Percolation on the stationary distributions of the voter model with stirring
Pith reviewed 2026-05-23 07:04 UTC · model grok-4.3
The pith
Percolation threshold on voter model stationary measures converges to Bernoulli site percolation critical density as stirring rate tends to infinity
A machine-rendered reading of the paper's core claim, the machinery that carries it, and where it could break.
Core claim
Letting α_c(v) be the supremum of all the values of α for which percolation does not occur μ_{α,v}-a.s., we prove that α_c(v) converges to p_c, the critical density for classical Bernoulli site percolation, as v tends to infinity. As a consequence, for v large enough, the model exhibits a non-trivial phase transition in α.
What carries the argument
The percolation process on the set of opinion-1 sites in a random configuration drawn from the stationary measure μ_{α,v}
If this is right
- For all sufficiently large stirring rates v there exists a non-trivial critical density separating the percolating and non-percolating regimes.
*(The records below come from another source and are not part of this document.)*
//! Live connection status per profile
//!
//! Kept apart from the persisted copy in the profile store so transient
//! states are always current in memory.

use std::collections::HashMap;

use crate::profile::ConnectionStatus;

/// In-memory map from profile id to current status
#[derive(Debug, Default, Clone)]
pub struct StatusTracker {
    statuses: HashMap<String, ConnectionStatus>,
}

impl StatusTracker {
    #[must_use]
    pub fn new() -> Self {
        Self::default()
    }

    /// Current status, `Disconnected` for unknown ids
    #[must_use]
    pub fn get(&self, id: &str) -> ConnectionStatus {
        self.statuses.get(id).copied().unwrap_or_default()
    }

    /// Record a new status, returning the previous one
    pub fn set(&mut self, id: &str, status: ConnectionStatus) -> ConnectionStatus {
        self.statuses
            .insert(id.to_string(), status)
            .unwrap_or_default()
    }

    /// Track every given id, defaulting to disconnected. Existing entries are kept.
    pub fn initialize<'a>(&mut self, ids: impl IntoIterator<Item = &'a str>) {
        for id in ids {
            self.statuses.entry(id.to_string()).or_default();
        }
    }

    /// Stop tracking a profile
    pub fn remove(&mut self, id: &str) -> Option<ConnectionStatus> {
        self.statuses.remove(id)
    }

    #[must_use]
    pub fn contains(&self, id: &str) -> bool {
        self.statuses.contains_key(id)
    }

    /// Copy of the whole map
    #[must_use]
    pub fn snapshot(&self) -> HashMap<String, ConnectionStatus> {
        self.statuses.clone()
    }

    #[must_use]
    pub fn len(&self) -> usize {
        self.statuses.len()
    }

    #[must_use]
    pub fn is_empty(&self) -> bool {
        self.statuses.is_empty()
    }
}

#[cfg(test)]
mod tests {
    use super::*;

    #[test]
    fn test_unknown_defaults_to_disconnected() {
        let tracker = StatusTracker::new();
        assert_eq!(tracker.get("nope"), ConnectionStatus::Disconnected);
        assert!(!tracker.contains("nope"));
    }

    #[test]
    fn test_initialize_keeps_existing_status() {
        let mut tracker = StatusTracker::new();
        tracker.set("a", ConnectionStatus::Connected);
        tracker.initialize(["a", "b"]);

        assert_eq!(tracker.get("a"), ConnectionStatus::Connected);
        assert_eq!(tracker.get("b"), ConnectionStatus::Disconnected);
        assert_eq!(tracker.len(), 2);
    }

    #[test]
    fn test_set_returns_previous() {
        let mut tracker = StatusTracker::new();
        assert_eq!(
            tracker.set("a", ConnectionStatus::Connecting),
            ConnectionStatus::Disconnected
        );
        assert_eq!(
            tracker.set("a", ConnectionStatus::Error),
            ConnectionStatus::Connecting
        );
        assert_eq!(tracker.remove("a"), Some(ConnectionStatus::Error));
        assert!(tracker.is_empty());
    }
}
#[derive(Debug, Deserialize)]
pub struct ImportCodeRequest {
    #[serde(default)]
    pub import_code: String,
    #[serde(default, deserialize_with = "params::string_list")]
    pub ids_info: Vec<String>,
}

#[derive(Debug, Clone, Serialize, Deserialize)]
struct SharedWordGroup {
    #[serde(deserialize_with = "lenient_i64")]
    id: i64,
    #[serde(default, deserialize_with = "params::opt_string")]
    title: Option<String>,
    #[serde(default, deserialize_with = "params::opt_string", skip_serializing_if = "Option::is_none")]
    year: Option<String>,
    #[serde(rename = "type", deserialize_with = "lenient_i64")]
    kind: i64,
    #[serde(default, deserialize_with = "params::opt_i64", skip_serializing_if = "Option::is_none")]
    tmdbid: Option<i64>,
    #[serde(default, deserialize_with = "params::opt_i64", skip_serializing_if = "Option::is_none")]
    season_count: Option<i64>,
    #[serde(default)]
    words: BTreeMap<String, SharedWord>,
}

#[derive(Debug, Clone, Serialize, Deserialize)]
struct SharedWord {
    #[serde(deserialize_with = "lenient_i64")]
    id: i64,
    #[serde(default)]
    replaced: Option<String>,
    #[serde(default)]
    replace: Option<String>,
    #[serde(default)]
    front: Option<String>,
    #[serde(default)]
    back: Option<String>,
    #[serde(default)]
    offset: Option<String>,
    #[serde(rename = "type", deserialize_with = "lenient_i64")]
    kind: i64,
    #[serde(default, deserialize_with = "params::opt_i64")]
    season: Option<i64>,
    #[serde(default, deserialize_with = "params::flag")]
    regex: bool,
    #[serde(default)]
    help: Option<String>,
}

fn lenient_i64<'de, D>(deserializer: D) -> Result<i64, D::Error>
where
    D: serde::Deserializer<'de>,
{
    params::opt_i64(deserializer)?.ok_or_else(|| serde::de::Error::custom("expected an integer"))
}

impl From<&CustomWordRecord> for SharedWord {
    fn from(word: &CustomWordRecord) -> Self {
        Self {
            id: word.id,
            replaced: Some(word.replaced.clone()),
            replace: Some(word.replace.clone()),
            front: Some(word.front.clone()),
            back: Some(word.back.clone()),
            offset: Some(word.offset.clone()),
            kind: word.kind,
            season: Some(word.season),
            regex: word.regex,
            help: Some(word.help.clone()),
        }
    }
}

/// Page view of a word row
fn word_view(word: &CustomWordRecord) -> Value {
    json!({
        "id": word.id,
        "replaced": word.replaced,
        "replace": word.replace,
        "front": word.front,
        "back": word.back,
        "offset": word.offset,
        "type": word.kind,
        "group_id": word.group_id,
        "season": word.season,
        "enabled": word.enabled,
        "regex": word.regex,
        "help": word.help,
    })
}

fn tmdb_link(kind: i64, tmdbid: i64) -> String {
    let media = if kind == 1 { "movie" } else { "tv" };
    format!("https://www.themoviedb.org/{}/{}", media, tmdbid)
}

/// Split a `gid_wid` pair
fn split_id_pair(value: &str) -> Option<(&str, &str)> {
    value.split_once('_')
}

fn encode_share_code(groups: &BTreeMap<String, SharedWordGroup>, note: &str) -> Result<String, ActionError> {
    let json = serde_json::to_string(groups).map_err(anyhow::Error::from)?;
    Ok(BASE64.encode(format!("{}{}{}", json, NOTE_SEPARATOR, note)))
}

fn decode_share_code(code: &str) -> Result<(BTreeMap<String, SharedWordGroup>, String), ActionError> {
    let bytes = BASE64
        .decode(code.trim())
        .map_err(|e| ActionError::failed(format!("invalid import code, {}", e)))?;
    let text = String::from_utf8(bytes).map_err(|e| ActionError::failed(format!("invalid import code, {}", e)))?;
    let (json, note) = text.split_once(NOTE_SEPARATOR).unwrap_or((text.as_str(), ""));
    let groups = serde_json::from_str(json)
        .map_err(|e| ActionError::failed(format!("invalid import code, {}", e)))?;
    Ok((groups, note.to_string()))
}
- Strong stirring renders the spatial correlations induced by the voter dynamics irrelevant for the occurrence of percolation at macroscopic scales.
- The model recovers the percolation behavior of independent Bernoulli site percolation in the infinite-stirring limit.
Where Pith is reading between the lines
- The result supplies a concrete mechanism by which increasing the mixing rate drives an interacting system toward the percolation properties of an independent process.
- One could ask whether the same limit holds for other interacting particle systems equipped with an analogous stirring mechanism.
- Determining the rate at which α_c(v) approaches p_c would quantify how quickly the dependence becomes negligible.
Load-bearing premise
The extremal stationary measures of the voter model with stirring are exactly the family of measures indexed by density α.
What would settle it
A computation or simulation that produces a value of α_c(v) bounded away from p_c for arbitrarily large finite v would falsify the claimed convergence.
Figures
read the original abstract
The voter model with stirring is a variant of the classical voter model on $\mathbb{Z}^d$ with two possible opinions (0 and 1) that, in addition to copying neighbouring opinions at rate 1, allows voters to interchange their opinions at rate~$\mathsf{v}$ where~$\mathsf v \ge 0$ is the stirring parameter. This model was considered in \cite{Astoquillca24}, where it was proved that for~$d \ge 3$ and for any~$\mathsf{v}$ the set of extremal stationary measures is given by a family~$\{ \mu_{\alpha,\mathsf{v}}: \alpha \in [0,1] \}$, where~$\alpha$ is the density of voters with opinion~1. Sampling a configuration~$\xi$ from~$\mu_{\alpha, \mathsf v}$, we study~$\xi$ as a site percolation model on~$\mathbb{Z}^d$, where the set of occupied sites is the set of voters with opinion 1 in~$\xi$. Letting~$\alpha_c(\mathsf v)$ be the supremum of all the values of~$\alpha$ for which percolation does not occur~$\mu_{\alpha, \mathsf v}$-a.s., we prove that $\alpha_c(\mathsf{v})$ converges to~$p_c$, the critical density for classical Bernoulli site percolation, as~$\mathsf{v}$ tends to infinity. As a consequence, for $\mathsf v$ large enough, the model exhibits a non-trivial phase transition in~$\alpha$.
Editorial analysis
A structured set of objections, weighed in public.
Referee Report
Summary. The paper considers the voter model with stirring on Z^d (d ≥ 3), whose extremal stationary measures are the family {μ_{α,v} : α ∈ [0,1]} by a prior result. It defines α_c(v) as the supremum of α such that there is no percolation μ_{α,v}-a.s. and proves that α_c(v) → p_c (the Bernoulli site percolation threshold) as v → ∞, implying a non-trivial phase transition for large v.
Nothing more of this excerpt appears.